AIM OF THE EXERCISE: This task calls for copying every line in the data below that contains the word "derive".
Top of DATA TO EXAMINE
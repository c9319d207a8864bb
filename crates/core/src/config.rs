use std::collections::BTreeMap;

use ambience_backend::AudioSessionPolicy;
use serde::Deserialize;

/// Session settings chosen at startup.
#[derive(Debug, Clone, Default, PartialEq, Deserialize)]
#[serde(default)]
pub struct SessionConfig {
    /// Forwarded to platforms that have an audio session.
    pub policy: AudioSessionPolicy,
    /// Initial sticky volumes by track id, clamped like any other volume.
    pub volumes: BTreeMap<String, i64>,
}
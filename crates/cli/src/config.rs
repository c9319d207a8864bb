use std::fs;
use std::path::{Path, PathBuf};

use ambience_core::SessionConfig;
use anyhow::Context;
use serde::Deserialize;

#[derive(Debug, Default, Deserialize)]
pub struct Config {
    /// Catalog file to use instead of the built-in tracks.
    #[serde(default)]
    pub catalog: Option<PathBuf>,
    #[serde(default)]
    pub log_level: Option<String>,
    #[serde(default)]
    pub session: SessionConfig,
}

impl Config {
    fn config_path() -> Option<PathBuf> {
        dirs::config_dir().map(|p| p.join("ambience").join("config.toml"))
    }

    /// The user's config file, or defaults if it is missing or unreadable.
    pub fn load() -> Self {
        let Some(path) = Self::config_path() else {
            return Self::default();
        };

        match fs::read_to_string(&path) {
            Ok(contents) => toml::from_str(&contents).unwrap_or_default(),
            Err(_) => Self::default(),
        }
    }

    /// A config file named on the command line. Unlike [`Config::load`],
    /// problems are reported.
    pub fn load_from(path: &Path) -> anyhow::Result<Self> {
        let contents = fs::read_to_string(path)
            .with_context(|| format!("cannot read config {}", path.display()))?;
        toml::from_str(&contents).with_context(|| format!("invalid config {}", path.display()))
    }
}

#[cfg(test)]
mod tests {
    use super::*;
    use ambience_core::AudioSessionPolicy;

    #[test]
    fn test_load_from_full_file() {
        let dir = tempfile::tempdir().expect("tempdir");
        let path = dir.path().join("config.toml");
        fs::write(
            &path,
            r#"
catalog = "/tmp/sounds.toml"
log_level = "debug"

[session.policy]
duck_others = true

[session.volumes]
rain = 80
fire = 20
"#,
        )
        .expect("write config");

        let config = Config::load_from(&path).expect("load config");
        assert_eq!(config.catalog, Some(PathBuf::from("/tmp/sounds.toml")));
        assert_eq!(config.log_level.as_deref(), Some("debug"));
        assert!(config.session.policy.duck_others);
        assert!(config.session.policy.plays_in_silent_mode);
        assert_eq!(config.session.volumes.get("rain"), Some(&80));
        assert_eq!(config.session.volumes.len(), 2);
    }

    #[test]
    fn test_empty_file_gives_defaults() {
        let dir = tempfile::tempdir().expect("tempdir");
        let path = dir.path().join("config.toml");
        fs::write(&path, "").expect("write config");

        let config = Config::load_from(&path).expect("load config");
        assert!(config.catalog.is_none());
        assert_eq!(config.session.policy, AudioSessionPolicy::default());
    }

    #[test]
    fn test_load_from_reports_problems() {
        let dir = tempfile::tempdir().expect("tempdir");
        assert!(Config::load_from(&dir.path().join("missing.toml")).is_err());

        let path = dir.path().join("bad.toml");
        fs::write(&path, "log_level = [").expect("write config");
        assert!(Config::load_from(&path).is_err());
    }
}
Bottom of DATA TO EXAMINE
COMPLETED TASK:
#[derive(Debug, Clone, Default, PartialEq, Deserialize)]
#[derive(Debug, Default, Deserialize)]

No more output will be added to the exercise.